**Problem statement**
Read the lines below, and copy any that contain the string "CompletionChoice".

**Dataset extract**

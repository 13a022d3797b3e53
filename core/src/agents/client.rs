use std::time::Duration;

use anyhow::{Context, Result};
use reqwest::Client;
use serde::{Deserialize, Serialize};
use serde_json::Value;

use super::config::{ModelParams, ProviderConfig};
use crate::errors::TaskError;

/// Transport timeout applied when the caller does not configure one.
pub const DEFAULT_TIMEOUT: Duration = Duration::from_secs(45);

#[derive(Debug, Clone, PartialEq, Eq, Serialize, Deserialize)]
pub struct ChatMessage {
    pub role: String,
    pub content: String,
}

impl ChatMessage {
    pub fn system(content: impl Into<String>) -> Self {
        Self {
            role: "system".into(),
            content: content.into(),
        }
    }

    pub fn user(content: impl Into<String>) -> Self {
        Self {
            role: "user".into(),
            content: content.into(),
        }
    }
}

#[derive(Debug, Clone, Serialize)]
struct ResponseFormat {
    #[serde(rename = "type")]
    kind: &'static str,
}

/// Body of a `/chat/completions` call. Optional limits are omitted rather
/// than sent as `null`.
#[derive(Debug, Clone, Serialize)]
pub struct ChatCompletionRequest {
    pub model: String,
    pub messages: Vec<ChatMessage>,
    pub temperature: f64,
    pub top_p: f64,
    pub frequency_penalty: f64,
    pub presence_penalty: f64,
    #[serde(skip_serializing_if = "Option::is_none")]
    pub max_tokens: Option<u32>,
    #[serde(skip_serializing_if = "Option::is_none")]
    pub seed: Option<i64>,
    response_format: ResponseFormat,
}

impl ChatCompletionRequest {
    /// JSON-object response mode is always requested.
    pub fn new(model: impl Into<String>, messages: Vec<ChatMessage>, params: &ModelParams) -> Self {
        Self {
            model: model.into(),
            messages,
            temperature: params.temperature,
            top_p: params.top_p,
            frequency_penalty: params.frequency_penalty,
            presence_penalty: params.presence_penalty,
            max_tokens: params.max_tokens,
            seed: params.seed,
            response_format: ResponseFormat {
                kind: "json_object",
            },
        }
    }
}

/// Token counters normalised from the provider's `usage` block.
#[derive(Debug, Clone, Copy, Default, PartialEq, Eq, Serialize, Deserialize)]
#[serde(rename_all = "camelCase")]
pub struct TokenUsage {
    pub prompt_tokens: u64,
    pub completion_tokens: u64,
    pub total_tokens: u64,
}

#[derive(Debug, Clone, PartialEq)]
pub struct ChatCompletion {
    pub content: String,
    pub usage: Option<TokenUsage>,
}

#[derive(Deserialize)]
struct CompletionBody {
    #[serde(default)]
    choices: Vec<CompletionChoice>,
    usage: Option<UsageBody>,
}

#[derive(Deserialize)]
struct CompletionChoice {
    message: Option<CompletionMessage>,
}

#[derive(Deserialize)]
struct CompletionMessage {
    content: Option<String>,
}

#[derive(Deserialize)]
struct UsageBody {
    prompt_tokens: Option<u64>,
    completion_tokens: Option<u64>,
    total_tokens: Option<u64>,
}

impl From<UsageBody> for TokenUsage {
    fn from(usage: UsageBody) -> Self {
        Self {
            prompt_tokens: usage.prompt_tokens.unwrap_or(0),
            completion_tokens: usage.completion_tokens.unwrap_or(0),
            total_tokens: usage.total_tokens.unwrap_or(0),
        }
    }
}

/// HTTP client for OpenAI-compatible endpoints. One instance is shared by
/// every execution; it holds no per-request state.
#[derive(Clone)]
pub struct LlmClient {
    client: Client,
}

impl LlmClient {
    pub fn new() -> Result<Self> {
        Self::with_timeout(DEFAULT_TIMEOUT)
    }

    pub fn with_timeout(timeout: Duration) -> Result<Self> {
        let client = Client::builder()
            .timeout(timeout)
            .user_agent(concat!("Lingua-Core/", env!("CARGO_PKG_VERSION")))
            .build()
            .context("failed to construct HTTP client")?;
        Ok(Self { client })
    }

    /// Single non-streaming completion. No retries.
    pub async fn chat_completion(
        &self,
        provider: &ProviderConfig,
        request: &ChatCompletionRequest,
    ) -> Result<ChatCompletion, TaskError> {
        let url = endpoint(&provider.base_url, "chat/completions");
        let response = self
            .client
            .post(url)
            .bearer_auth(&provider.api_key)
            .json(request)
            .send()
            .await
            .map_err(|e| TaskError::Network(e.to_string()))?;

        let status = response.status();
        let body = response
            .text()
            .await
            .map_err(|e| TaskError::Network(e.to_string()))?;
        if !status.is_success() {
            return Err(TaskError::Api {
                status: status.as_u16(),
                body,
            });
        }

        let parsed: CompletionBody =
            serde_json::from_str(&body).map_err(|_| TaskError::ResponseParse {
                snippet: snippet(&body),
            })?;
        let content = parsed
            .choices
            .into_iter()
            .next()
            .and_then(|choice| choice.message)
            .and_then(|message| message.content)
            .filter(|content| !content.is_empty())
            .ok_or(TaskError::EmptyResponse)?;

        Ok(ChatCompletion {
            content,
            usage: parsed.usage.map(TokenUsage::from),
        })
    }

    /// Raw `GET /models`. The `data` array is returned untouched; filtering
    /// happens in [`crate::agents::discovery`].
    pub async fn list_models(
        &self,
        base_url: &str,
        api_key: &str,
    ) -> Result<Vec<Value>, TaskError> {
        let response = self
            .client
            .get(endpoint(base_url, "models"))
            .bearer_auth(api_key)
            .send()
            .await
            .map_err(|e| TaskError::Network(e.to_string()))?;

        let status = response.status();
        let body = response
            .text()
            .await
            .map_err(|e| TaskError::Network(e.to_string()))?;
        if !status.is_success() {
            return Err(TaskError::Api {
                status: status.as_u16(),
                body,
            });
        }

        let parsed: Value =
            serde_json::from_str(&body).map_err(|_| TaskError::InvalidResponseFormat)?;
        match parsed.get("data") {
            Some(Value::Array(entries)) => Ok(entries.clone()),
            _ => Err(TaskError::InvalidResponseFormat),
        }
    }
}

fn endpoint(base_url: &str, path: &str) -> String {
    format!("{}/{}", base_url.trim_end_matches('/'), path)
}

/// At most the first 200 characters, for diagnostics.
pub fn snippet(content: &str) -> String {
    content.chars().take(200).collect()
}
//! Version 1 of the HTTP API, mounted under `/api/llm`.
//!
//! Handlers are thin: decode the body, check required fields, delegate to the
//! store, executor or discovery, and wrap the outcome in the `{success, ...}`
//! envelope. Bodies are decoded by hand so a malformed payload maps to a 500
//! with the envelope rather than the extractor's plain-text rejection.

use axum::body::Bytes;
use axum::extract::{Query, State};
use axum::http::StatusCode;
use axum::response::{IntoResponse, Response};
use axum::routing::{get, post};
use axum::{Json, Router};
use log::Level;
use serde::de::DeserializeOwned;
use serde::Deserialize;
use serde_json::{json, Value};

use crate::agents::client::LlmClient;
use crate::agents::config::{self, ParamOverrides, ProviderConfig, Settings};
use crate::agents::discovery::discover_models;
use crate::agents::store::{DeleteOutcome, ProviderStore};
use crate::executor::{TaskExecutor, TaskRequest};
use crate::logging::log_event;

/// Shared state injected into each handler.
#[derive(Clone)]
pub struct ApiState {
    pub store: ProviderStore,
    pub executor: TaskExecutor,
    pub client: LlmClient,
}

impl ApiState {
    pub fn new(store: ProviderStore, client: LlmClient) -> Self {
        Self {
            executor: TaskExecutor::new(store.clone(), client.clone()),
            store,
            client,
        }
    }
}

pub fn router(state: ApiState) -> Router {
    Router::new()
        .route("/api/llm/execute", post(execute_task))
        .route("/api/llm/models", post(list_models))
        .route("/api/llm/config", get(get_config).post(save_config))
        .route("/api/llm/provider", post(save_provider).delete(delete_provider))
        .route("/api/llm/default-model", get(default_model))
        .with_state(state)
}

fn success(body: Value) -> Response {
    let mut payload = json!({ "success": true });
    config::merge_json(&mut payload, body);
    (StatusCode::OK, Json(payload)).into_response()
}

fn failure(status: StatusCode, message: impl std::fmt::Display) -> Response {
    (
        status,
        Json(json!({ "success": false, "error": message.to_string() })),
    )
        .into_response()
}

fn decode<T: DeserializeOwned>(body: &Bytes) -> Result<T, Response> {
    serde_json::from_slice(body).map_err(|err| {
        log_event(
            Level::Warn,
            Some("API-1000"),
            "llm.api",
            "Rejected malformed request body",
            None,
            Some(json!({ "error": err.to_string() })),
        );
        failure(
            StatusCode::INTERNAL_SERVER_ERROR,
            format!("Invalid request body: {err}"),
        )
    })
}

fn present(value: Option<String>) -> Option<String> {
    value.filter(|v| !v.trim().is_empty())
}

#[derive(Deserialize)]
#[serde(rename_all = "camelCase")]
struct ExecuteInput {
    task_type: Option<String>,
    provider_id: Option<String>,
    model_id: Option<String>,
    #[serde(default)]
    params: Value,
    #[serde(default)]
    model_params: Option<ParamOverrides>,
}

/// POST /api/llm/execute
async fn execute_task(State(state): State<ApiState>, body: Bytes) -> Response {
    let input: ExecuteInput = match decode(&body) {
        Ok(input) => input,
        Err(response) => return response,
    };
    let (Some(task_type), Some(provider_id), Some(model_id)) = (
        present(input.task_type),
        present(input.provider_id),
        present(input.model_id),
    ) else {
        return failure(
            StatusCode::BAD_REQUEST,
            "Missing required fields: taskType, providerId, modelId",
        );
    };

    let result = state
        .executor
        .execute(TaskRequest {
            task_type,
            provider_id,
            model_id,
            params: input.params,
            model_params: input.model_params,
        })
        .await;
    let status = if result.is_success() {
        StatusCode::OK
    } else {
        StatusCode::BAD_REQUEST
    };
    (status, Json(result)).into_response()
}

#[derive(Deserialize)]
#[serde(rename_all = "camelCase")]
struct ModelsInput {
    base_url: Option<String>,
    api_key: Option<String>,
    /// Lets a client holding only the masked key refresh a saved provider.
    provider_id: Option<String>,
}

/// POST /api/llm/models
async fn list_models(State(state): State<ApiState>, body: Bytes) -> Response {
    let input: ModelsInput = match decode(&body) {
        Ok(input) => input,
        Err(response) => return response,
    };
    let (Some(base_url), Some(api_key)) = (present(input.base_url), present(input.api_key)) else {
        return failure(StatusCode::BAD_REQUEST, "baseUrl and apiKey are required");
    };

    let mut probe = ProviderConfig {
        id: input.provider_id.unwrap_or_default(),
        name: String::new(),
        base_url,
        api_key,
        enabled: true,
        models: None,
    };
    if !probe.id.is_empty() {
        let stored = state.store.get_provider(&probe.id).await;
        config::restore_masked_key(&mut probe, stored.as_ref());
    }

    match discover_models(&state.client, &probe.base_url, &probe.api_key).await {
        Ok(models) => success(json!({ "models": models })),
        Err(err) => failure(StatusCode::BAD_REQUEST, err),
    }
}

/// GET /api/llm/config
async fn get_config(State(state): State<ApiState>) -> Response {
    let settings = config::masked(&state.store.load_settings().await);
    match serde_json::to_value(&settings) {
        Ok(config) => success(json!({ "config": config })),
        Err(err) => failure(StatusCode::INTERNAL_SERVER_ERROR, err),
    }
}

#[derive(Deserialize)]
struct ConfigInput {
    config: Settings,
}

/// POST /api/llm/config
async fn save_config(State(state): State<ApiState>, body: Bytes) -> Response {
    let ConfigInput { config: mut incoming } = match decode(&body) {
        Ok(input) => input,
        Err(response) => return response,
    };
    let stored = state.store.load_settings().await;
    config::restore_masked_keys(&mut incoming, &stored);
    config::prune_dangling_references(&mut incoming);

    if state.store.save_settings(&incoming).await {
        log_event(
            Level::Info,
            Some("CFG-0004"),
            "llm.settings",
            "Settings replaced through API",
            None,
            Some(json!({ "providers": incoming.providers.len() })),
        );
        success(json!({}))
    } else {
        failure(
            StatusCode::INTERNAL_SERVER_ERROR,
            "Failed to save configuration",
        )
    }
}

#[derive(Deserialize)]
struct ProviderInput {
    provider: Option<ProviderConfig>,
}

/// POST /api/llm/provider
async fn save_provider(State(state): State<ApiState>, body: Bytes) -> Response {
    let input: ProviderInput = match decode(&body) {
        Ok(input) => input,
        Err(response) => return response,
    };
    let Some(mut provider) = input.provider.filter(|p| !p.id.trim().is_empty()) else {
        return failure(StatusCode::BAD_REQUEST, "Provider id is required");
    };

    let stored = state.store.get_provider(&provider.id).await;
    config::restore_masked_key(&mut provider, stored.as_ref());

    if state.store.save_provider_config(provider).await {
        success(json!({}))
    } else {
        failure(StatusCode::INTERNAL_SERVER_ERROR, "Failed to save provider")
    }
}

#[derive(Deserialize)]
struct ProviderQuery {
    id: Option<String>,
}

/// DELETE /api/llm/provider?id=X
async fn delete_provider(
    State(state): State<ApiState>,
    Query(query): Query<ProviderQuery>,
) -> Response {
    let Some(id) = present(query.id) else {
        return failure(StatusCode::BAD_REQUEST, "Provider id is required");
    };
    match state.store.delete_provider(&id).await {
        DeleteOutcome::Deleted => success(json!({})),
        DeleteOutcome::NotFound => {
            failure(StatusCode::NOT_FOUND, format!("Provider not found: {id}"))
        }
        DeleteOutcome::PersistFailed => failure(
            StatusCode::INTERNAL_SERVER_ERROR,
            "Failed to save configuration",
        ),
    }
}

#[derive(Deserialize)]
#[serde(rename_all = "camelCase")]
struct DefaultModelQuery {
    task_type: Option<String>,
}

/// GET /api/llm/default-model?taskType=X
async fn default_model(
    State(state): State<ApiState>,
    Query(query): Query<DefaultModelQuery>,
) -> Response {
    let Some(task_type) = present(query.task_type) else {
        return failure(StatusCode::BAD_REQUEST, "taskType is required");
    };
    match state.store.get_default_model_for_task(&task_type).await {
        Some(selection) => match serde_json::to_value(&selection) {
            Ok(body) => success(body),
            Err(err) => failure(StatusCode::INTERNAL_SERVER_ERROR, err),
        },
        None => failure(
            StatusCode::NOT_FOUND,
            format!("No model available for task: {task_type}"),
        ),
    }
}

**Result below**
    choices: Vec<CompletionChoice>,
struct CompletionChoice {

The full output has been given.